> WHAT NEEDS TO BE DONE: Run through the records and, wherever a line holds the word "collect", return that line.

(Extracted records)
○ ○ ○

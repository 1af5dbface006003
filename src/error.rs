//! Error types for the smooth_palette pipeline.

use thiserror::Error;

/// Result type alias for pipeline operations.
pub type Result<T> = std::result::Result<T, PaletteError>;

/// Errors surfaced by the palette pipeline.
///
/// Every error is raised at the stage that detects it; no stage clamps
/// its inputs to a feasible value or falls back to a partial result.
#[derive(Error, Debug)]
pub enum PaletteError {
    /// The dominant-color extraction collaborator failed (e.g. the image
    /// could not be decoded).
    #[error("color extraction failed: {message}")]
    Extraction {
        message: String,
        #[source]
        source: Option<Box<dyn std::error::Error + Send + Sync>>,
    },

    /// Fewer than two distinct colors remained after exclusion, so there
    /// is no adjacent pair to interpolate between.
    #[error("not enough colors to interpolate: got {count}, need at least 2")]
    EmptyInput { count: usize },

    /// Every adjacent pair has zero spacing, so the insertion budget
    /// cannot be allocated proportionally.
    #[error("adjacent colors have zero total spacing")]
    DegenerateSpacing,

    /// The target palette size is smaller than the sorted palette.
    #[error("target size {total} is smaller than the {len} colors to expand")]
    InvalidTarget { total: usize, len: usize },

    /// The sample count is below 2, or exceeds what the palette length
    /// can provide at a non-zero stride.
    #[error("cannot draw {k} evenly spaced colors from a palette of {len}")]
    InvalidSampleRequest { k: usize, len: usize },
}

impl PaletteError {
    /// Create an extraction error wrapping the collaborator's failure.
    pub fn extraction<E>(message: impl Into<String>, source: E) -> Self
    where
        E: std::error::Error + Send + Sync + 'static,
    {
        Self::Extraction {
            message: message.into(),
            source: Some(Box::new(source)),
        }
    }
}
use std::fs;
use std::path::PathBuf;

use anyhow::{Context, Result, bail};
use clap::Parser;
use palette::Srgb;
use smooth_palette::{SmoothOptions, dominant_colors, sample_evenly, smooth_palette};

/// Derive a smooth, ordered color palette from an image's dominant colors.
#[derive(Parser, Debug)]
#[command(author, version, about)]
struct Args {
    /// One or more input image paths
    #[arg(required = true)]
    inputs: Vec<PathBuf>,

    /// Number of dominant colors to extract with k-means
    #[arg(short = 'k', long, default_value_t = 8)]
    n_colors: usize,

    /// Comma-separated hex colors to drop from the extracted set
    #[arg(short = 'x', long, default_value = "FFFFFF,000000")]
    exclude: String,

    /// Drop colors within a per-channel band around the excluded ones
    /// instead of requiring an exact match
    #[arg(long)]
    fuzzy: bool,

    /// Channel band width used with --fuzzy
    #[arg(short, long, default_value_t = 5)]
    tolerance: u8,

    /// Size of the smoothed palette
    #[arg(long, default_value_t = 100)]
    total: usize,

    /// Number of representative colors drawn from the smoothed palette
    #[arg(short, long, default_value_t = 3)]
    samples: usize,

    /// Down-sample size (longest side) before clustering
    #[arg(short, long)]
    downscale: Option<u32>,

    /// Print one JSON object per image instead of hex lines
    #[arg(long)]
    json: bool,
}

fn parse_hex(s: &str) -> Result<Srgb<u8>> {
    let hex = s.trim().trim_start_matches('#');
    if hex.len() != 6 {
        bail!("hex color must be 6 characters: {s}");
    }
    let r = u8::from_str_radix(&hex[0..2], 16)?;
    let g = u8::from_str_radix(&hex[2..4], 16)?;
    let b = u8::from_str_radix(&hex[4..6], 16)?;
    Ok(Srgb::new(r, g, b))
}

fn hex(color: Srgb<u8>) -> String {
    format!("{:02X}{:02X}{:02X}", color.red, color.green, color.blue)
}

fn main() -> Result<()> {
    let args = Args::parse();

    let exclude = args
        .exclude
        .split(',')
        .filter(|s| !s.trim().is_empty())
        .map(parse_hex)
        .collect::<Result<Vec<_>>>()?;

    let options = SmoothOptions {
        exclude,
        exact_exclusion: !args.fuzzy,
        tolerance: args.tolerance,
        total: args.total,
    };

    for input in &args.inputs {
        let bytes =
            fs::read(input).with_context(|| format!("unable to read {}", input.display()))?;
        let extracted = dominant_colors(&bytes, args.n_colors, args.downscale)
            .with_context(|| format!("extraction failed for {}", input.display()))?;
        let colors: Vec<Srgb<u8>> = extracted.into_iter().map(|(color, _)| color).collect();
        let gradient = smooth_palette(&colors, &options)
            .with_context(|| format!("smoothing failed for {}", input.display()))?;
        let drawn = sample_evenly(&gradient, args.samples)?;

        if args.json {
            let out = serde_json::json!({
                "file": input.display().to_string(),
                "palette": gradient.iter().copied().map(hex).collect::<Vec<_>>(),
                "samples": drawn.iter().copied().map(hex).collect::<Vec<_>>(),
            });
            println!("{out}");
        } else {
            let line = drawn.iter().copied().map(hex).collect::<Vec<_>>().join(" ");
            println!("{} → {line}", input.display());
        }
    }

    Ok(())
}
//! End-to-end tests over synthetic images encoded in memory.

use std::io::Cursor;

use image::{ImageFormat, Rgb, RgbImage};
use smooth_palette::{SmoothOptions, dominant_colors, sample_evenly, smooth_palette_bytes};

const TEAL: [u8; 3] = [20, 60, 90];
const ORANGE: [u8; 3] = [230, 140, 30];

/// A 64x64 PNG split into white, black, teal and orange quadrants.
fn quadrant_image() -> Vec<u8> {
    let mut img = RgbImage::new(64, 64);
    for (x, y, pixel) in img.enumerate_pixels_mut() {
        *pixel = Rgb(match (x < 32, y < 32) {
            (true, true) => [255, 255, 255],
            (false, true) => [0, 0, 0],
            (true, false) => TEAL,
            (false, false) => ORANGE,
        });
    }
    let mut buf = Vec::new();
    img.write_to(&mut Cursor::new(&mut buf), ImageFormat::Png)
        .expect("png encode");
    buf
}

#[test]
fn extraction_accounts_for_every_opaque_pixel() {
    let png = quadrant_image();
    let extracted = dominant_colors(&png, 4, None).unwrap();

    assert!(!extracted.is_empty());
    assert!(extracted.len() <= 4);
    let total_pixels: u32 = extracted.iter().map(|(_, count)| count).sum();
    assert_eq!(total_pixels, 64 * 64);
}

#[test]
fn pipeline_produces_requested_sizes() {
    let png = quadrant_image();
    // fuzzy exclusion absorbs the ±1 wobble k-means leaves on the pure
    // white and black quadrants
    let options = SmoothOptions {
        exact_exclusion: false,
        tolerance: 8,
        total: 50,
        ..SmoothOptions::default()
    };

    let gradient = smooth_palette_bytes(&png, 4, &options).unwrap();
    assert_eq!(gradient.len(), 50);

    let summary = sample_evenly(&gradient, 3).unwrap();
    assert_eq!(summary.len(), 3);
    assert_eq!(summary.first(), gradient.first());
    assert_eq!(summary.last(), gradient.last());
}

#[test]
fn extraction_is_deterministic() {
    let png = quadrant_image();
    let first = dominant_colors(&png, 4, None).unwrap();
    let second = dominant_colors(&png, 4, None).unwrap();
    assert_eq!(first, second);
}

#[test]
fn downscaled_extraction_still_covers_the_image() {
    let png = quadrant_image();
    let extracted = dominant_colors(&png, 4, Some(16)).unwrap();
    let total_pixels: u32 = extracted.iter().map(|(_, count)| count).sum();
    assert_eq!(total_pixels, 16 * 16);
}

○ ○ ○

> EXERCISE RESULT:
        .collect::<Result<Vec<_>>>()?;
        let colors: Vec<Srgb<u8>> = extracted.into_iter().map(|(color, _)| color).collect();
                "palette": gradient.iter().copied().map(hex).collect::<Vec<_>>(),
                "samples": drawn.iter().copied().map(hex).collect::<Vec<_>>(),
            let line = drawn.iter().copied().map(hex).collect::<Vec<_>>().join(" ");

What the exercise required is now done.